Known gaps (by design or deferred)

  • No PL/pgSQL execution (CREATE FUNCTION's body is silently accepted but never invoked).
  • No LISTEN / NOTIFY.
  • FK ON DELETE CASCADE / SET NULL / SET DEFAULT rejected at DDL (RESTRICT is the default and only supported action).
  • Single public schema — CREATE SCHEMA silently accepted but no-op.
  • Cursor materialization is eager (entire result set held in memory).
  • No deferrable constraints.
  • Generated columns parse but aren't enforced.
  • ENUM ordering is lexicographic (string storage) rather than PG's declaration-order. ORDER BY on enum-typed columns may diverge.
  • Partitioned tables: data lives in the children, not the parent (pg- datahike doesn't model the partition relation). Live workloads that need partition-aware routing into the parent table are out of scope.
  • Constraint enforcement is one-directional in 0.1. SQL constraints declared via DDL — NOT NULL, CHECK, UNIQUE, foreign-key child-side and parent-side RESTRICT, DOMAIN CHECK / NOT NULL, ENUM membership — are enforced by the pgwire handler at write time (via a :db.fn/call wrapper that runs against the speculative txdb, mirroring PG IMMEDIATE constraint semantics).
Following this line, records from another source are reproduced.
//! Survivor Ledger - contamination escalation and inventory consistency engine

pub mod core;
pub mod engine;
pub mod infection;
pub mod inventory;
pub mod store;
pub mod survivors;

pub use crate::core::{
    AfterInfection, EngineConfig, EngineError, ErrorKind, InfectionState, Inventory, Location,
    NewSurvivor, Result, Survivor, SurvivorId,
};
pub use engine::Engine;
pub use infection::{InfectionStateMachine, ReportOutcome, Transition, CONTAMINATION_THRESHOLD};
pub use inventory::{InventoryLedger, InventoryReceipt};
pub use store::{Deadline, Store};
pub use survivors::SurvivorRegistry;
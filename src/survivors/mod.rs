//! Survivor registration and lookups

pub mod registry;

pub use registry::SurvivorRegistry;
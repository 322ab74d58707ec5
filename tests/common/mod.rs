//! Shared helpers for integration tests
//!
//! Seeding and inspection go straight to the database file through a side
//! connection, so assertions never depend on the code under test.

#![allow(dead_code)]

use rusqlite::{params, Connection};
use survivor_ledger::{AfterInfection, Engine, EngineConfig, Inventory, SurvivorId};
use tempfile::TempDir;

pub fn temp_config(dir: &TempDir, after_infection: AfterInfection) -> EngineConfig {
    let mut config = EngineConfig::with_database(dir.path().join("survivors.db"));
    config.reports.after_infection = after_infection;
    config.store.max_connections = 4;
    config.store.operation_timeout_ms = 10_000;
    config
}

pub fn temp_engine(after_infection: AfterInfection) -> (Engine, TempDir) {
    let dir = TempDir::new().expect("failed to create temp dir");
    let engine = Engine::open(&temp_config(&dir, after_infection)).expect("failed to open engine");
    (engine, dir)
}

pub fn raw(engine: &Engine) -> Connection {
    let conn = Connection::open(engine.store().path()).unwrap();
    conn.busy_timeout(std::time::Duration::from_secs(10)).unwrap();
    conn
}

pub fn seed_survivor(
    engine: &Engine,
    id: i64,
    reports: u32,
    infected: bool,
    with_inventory: bool,
) -> SurvivorId {
    let conn = raw(engine);
    conn.execute(
        "INSERT INTO survivors (id, name, age, gender, infected, contamination_reports, water, food, medication, ammunition)
         VALUES (?1, 'Seeded', 40, 'M', ?2, ?3, 'some', 'some', 'some', 'some')",
        params![id, infected, reports],
    )
    .unwrap();
    if with_inventory {
        conn.execute(
            "INSERT INTO inventory (survivor_id, water, food, medication, ammunition)
             VALUES (?1, 'some', 'some', 'some', 'some')",
            params![id],
        )
        .unwrap();
    }
    SurvivorId::new(id).unwrap()
}

pub fn seeded_inventory() -> Inventory {
    Inventory::new("some", "some", "some", "some")
}

pub fn reports_and_flag(engine: &Engine, id: SurvivorId) -> (u32, bool) {
    raw(engine)
        .query_row(
            "SELECT contamination_reports, infected FROM survivors WHERE id = ?1",
            params![id.get()],
            |row| Ok((row.get(0)?, row.get(1)?)),
        )
        .unwrap()
}

/// The inventory copy stored on the survivor row
pub fn denormalized_inventory(engine: &Engine, id: SurvivorId) -> Inventory {
    raw(engine)
        .query_row(
            "SELECT water, food, medication, ammunition FROM survivors WHERE id = ?1",
            params![id.get()],
            |row| {
                Ok(Inventory::new(
                    row.get::<_, String>(0)?,
                    row.get::<_, String>(1)?,
                    row.get::<_, String>(2)?,
                    row.get::<_, String>(3)?,
                ))
            },
        )
        .unwrap()
}

pub fn inventory_rows(engine: &Engine, id: SurvivorId) -> Vec<Inventory> {
    let conn = raw(engine);
    let mut stmt = conn
        .prepare("SELECT water, food, medication, ammunition FROM inventory WHERE survivor_id = ?1")
        .unwrap();
    let rows = stmt
        .query_map(params![id.get()], |row| {
            Ok(Inventory::new(
                row.get::<_, String>(0)?,
                row.get::<_, String>(1)?,
                row.get::<_, String>(2)?,
                row.get::<_, String>(3)?,
            ))
        })
        .unwrap()
        .collect::<rusqlite::Result<Vec<_>>>()
        .unwrap();
    rows
}
//! Survivor registry
//!
//! Creates survivors together with their initial inventory record, moves
//! them between locations, and reads them back. It never writes the
//! infection fields (new rows take the schema defaults) nor touches an
//! existing inventory.

use std::time::Duration;

use rusqlite::{params, Connection, OptionalExtension, Row, Transaction};

use crate::core::error::{EngineError, Result};
use crate::core::types::{Inventory, Location, NewSurvivor, Survivor, SurvivorId};
use crate::store::{scoped_transaction, Store};

const SELECT_SURVIVOR: &str = "
    SELECT s.id, s.name, s.age, s.gender, l.latitude, l.longitude,
           s.infected, s.contamination_reports,
           s.water, s.food, s.medication, s.ammunition
    FROM survivors s
    LEFT JOIN locations l ON l.id = s.location_id";

#[derive(Clone)]
pub struct SurvivorRegistry {
    store: Store,
    max_level_len: usize,
    budget: Duration,
}

impl SurvivorRegistry {
    pub fn new(store: Store, max_level_len: usize) -> Self {
        let budget = store.default_budget();
        Self {
            store,
            max_level_len,
            budget,
        }
    }

    pub fn with_deadline(&self, budget: Duration) -> Self {
        Self {
            budget,
            ..self.clone()
        }
    }

    /// Register a survivor and its initial inventory in one transaction
    pub async fn register(&self, survivor: NewSurvivor) -> Result<Survivor> {
        survivor.validate(self.max_level_len)?;

        let id = self
            .store
            .run(self.budget, {
                let survivor = survivor.clone();
                move |conn, deadline| {
                    scoped_transaction(conn, deadline, |tx| insert_survivor(tx, &survivor))
                }
            })
            .await?;
        tracing::info!("Registered survivor {} ({})", id, survivor.name);

        Ok(Survivor {
            id,
            name: survivor.name,
            age: survivor.age,
            gender: survivor.gender,
            location: Some(survivor.location),
            infected: false,
            contamination_reports: 0,
            inventory: survivor.inventory,
        })
    }

    /// Move a survivor to `location`, creating the location row if needed
    pub async fn update_location(&self, id: SurvivorId, location: Location) -> Result<()> {
        location.validate()?;
        self.store
            .run(self.budget, move |conn, deadline| {
                scoped_transaction(conn, deadline, |tx| {
                    let location_id = resolve_location(tx, location)?;
                    let touched = tx.execute(
                        "UPDATE survivors SET location_id = ?1 WHERE id = ?2",
                        params![location_id, id.get()],
                    )?;
                    if touched == 0 {
                        return Err(EngineError::NotFound(id));
                    }
                    Ok(())
                })
            })
            .await?;
        tracing::debug!(
            "Survivor {} moved to ({}, {})",
            id,
            location.latitude,
            location.longitude
        );
        Ok(())
    }

    pub async fn get(&self, id: SurvivorId) -> Result<Survivor> {
        self.store
            .run(self.budget, move |conn, _| {
                conn.query_row(
                    &format!("{} WHERE s.id = ?1", SELECT_SURVIVOR),
                    params![id.get()],
                    survivor_from_row,
                )
                .optional()?
                .ok_or(EngineError::NotFound(id))
            })
            .await
    }

    /// All survivors with the given infection flag, ordered by id
    pub async fn list(&self, infected: bool) -> Result<Vec<Survivor>> {
        self.store
            .run(self.budget, move |conn, _| list_by_flag(conn, infected))
            .await
    }
}

fn insert_survivor(tx: &Transaction<'_>, survivor: &NewSurvivor) -> Result<SurvivorId> {
    let location_id = resolve_location(tx, survivor.location)?;
    let inventory = &survivor.inventory;

    let raw_id: i64 = tx.query_row(
        "INSERT INTO survivors (name, age, gender, location_id, water, food, medication, ammunition)
         VALUES (?1, ?2, ?3, ?4, ?5, ?6, ?7, ?8)
         RETURNING id",
        params![
            survivor.name,
            survivor.age,
            survivor.gender,
            location_id,
            inventory.water,
            inventory.food,
            inventory.medication,
            inventory.ammunition
        ],
        |row| row.get(0),
    )?;
    let id = SurvivorId::new(raw_id)?;

    tx.execute(
        "INSERT INTO inventory (survivor_id, water, food, medication, ammunition)
         VALUES (?1, ?2, ?3, ?4, ?5)",
        params![
            raw_id,
            inventory.water,
            inventory.food,
            inventory.medication,
            inventory.ammunition
        ],
    )?;
    Ok(id)
}

/// Id of the location row for these coordinates, inserting it if absent
fn resolve_location(tx: &Transaction<'_>, location: Location) -> Result<i64> {
    tx.execute(
        "INSERT OR IGNORE INTO locations (latitude, longitude) VALUES (?1, ?2)",
        params![location.latitude, location.longitude],
    )?;
    Ok(tx.query_row(
        "SELECT id FROM locations WHERE latitude = ?1 AND longitude = ?2",
        params![location.latitude, location.longitude],
        |row| row.get(0),
    )?)
}

fn list_by_flag(conn: &Connection, infected: bool) -> Result<Vec<Survivor>> {
    let mut stmt = conn.prepare(&format!(
        "{} WHERE s.infected = ?1 ORDER BY s.id",
        SELECT_SURVIVOR
    ))?;
    let survivors = stmt
        .query_map(params![infected], survivor_from_row)?
        .collect::<rusqlite::Result<Vec<_>>>()?;
    Ok(survivors)
}

fn survivor_from_row(row: &Row<'_>) -> rusqlite::Result<Survivor> {
    let raw_id: i64 = row.get(0)?;
    let latitude: Option<f64> = row.get(4)?;
    let longitude: Option<f64> = row.get(5)?;
    Ok(Survivor {
        // Row ids from AUTOINCREMENT are always positive
        id: SurvivorId::new(raw_id).map_err(|e| {
            rusqlite::Error::FromSqlConversionFailure(0, rusqlite::types::Type::Integer, Box::new(e))
        })?,
        name: row.get(1)?,
        age: row.get(2)?,
        gender: row.get(3)?,
        location: latitude.zip(longitude).map(|(lat, lon)| Location::new(lat, lon)),
        infected: row.get(6)?,
        contamination_reports: row.get(7)?,
        inventory: Inventory {
            water: row.get(8)?,
            food: row.get(9)?,
            medication: row.get(10)?,
            ammunition: row.get(11)?,
        },
    })
}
Direct (d/transact) writes from Clojure bypass these checks because Datahike's schema does not yet carry the corresponding constraint vocabulary. Use the SQL path for constrained inserts, or validate explicitly before transacting. A future release will lift enforcement into Datahike's tx layer so both paths are gated.

Development

# One-time: compile Java sources.
bb prep

# Run unit tests (requires Java classes built):
bb test

# SQL-conformance suite:
bb sqllogictest

# Format / lint:
bb format           # check
clojure -M:ffix     # auto-fix
bb lint

# Start a dev server on :15432 + nREPL on :15433 for dual access:
clojure -A:test -M test/integration/start_pgwire.clj

# pgjdbc conformance:
test/integration/pgjdbc/setup.sh    # once, clones pgjdbc@REL42.7.5
test/integration/pgjdbc/run.sh      # ~5 min

See doc/integration-testing.md for the full three-layer testing model and ORM-harness setup.

Architecture

SQL → sql.classify   (tokenize + structural routing)
    → sql.shape      (structural matcher for catalog-probe SELECTs)
    → sql.rewrite    (token-driven source rewrites before JSqlParser)
    → JSqlParser
    → sql.*          (translate AST → Datalog / tx-data)
    → server         (handler dispatch, wire protocol)
    → Datahike

Module inventory (src/datahike/pg/):

ModuleRole
sqlTop-level dispatch: preprocess + parse-sql + result-type routing.
sql.classifyToken-based routing for SET, SAVEPOINT, system fns, etc.
sql.rewriteSpan-based source rewriter for SQL shapes JSqlParser rejects
sql.shapeStructural SELECT probe matcher for catalog queries
sql.{ddl,stmt,expr,ctx,catalog,fns,params,coerce,oid_infer}AST → Datalog / tx-data translation
sql.templateLexical INSERT-VALUES templater (literal → ? rewrite + typed substitute) for parse-result reuse on bulk inserts
sql.databaseCREATE/DROP DATABASE token-parser + provisioning helpers
sql.typesCREATE TYPE … AS ENUM / CREATE DOMAIN parsers (bypass JSqlParser); registry-entity model
sql.copy / sql.copy.{text_format,csv_format}COPY … FROM stdin parser + format decoders
schemaVirtual-table derivation + :datahike.pg/* hint support
serverHandler reify, wire dispatch, constraint enforcement
dumpReverse direction: walk schema + data, emit pg_dump-shaped SQL
mainStandalone CLI (serve / dump subcommands)
errorsException → SQLSTATE classification at the wire boundary
types / arrays / jsonb / windowRuntime value model + post-processing

License

Copyright © 2026 Christian Weilbach and contributors.

Released under the Eclipse Public License 2.0. See LICENSE.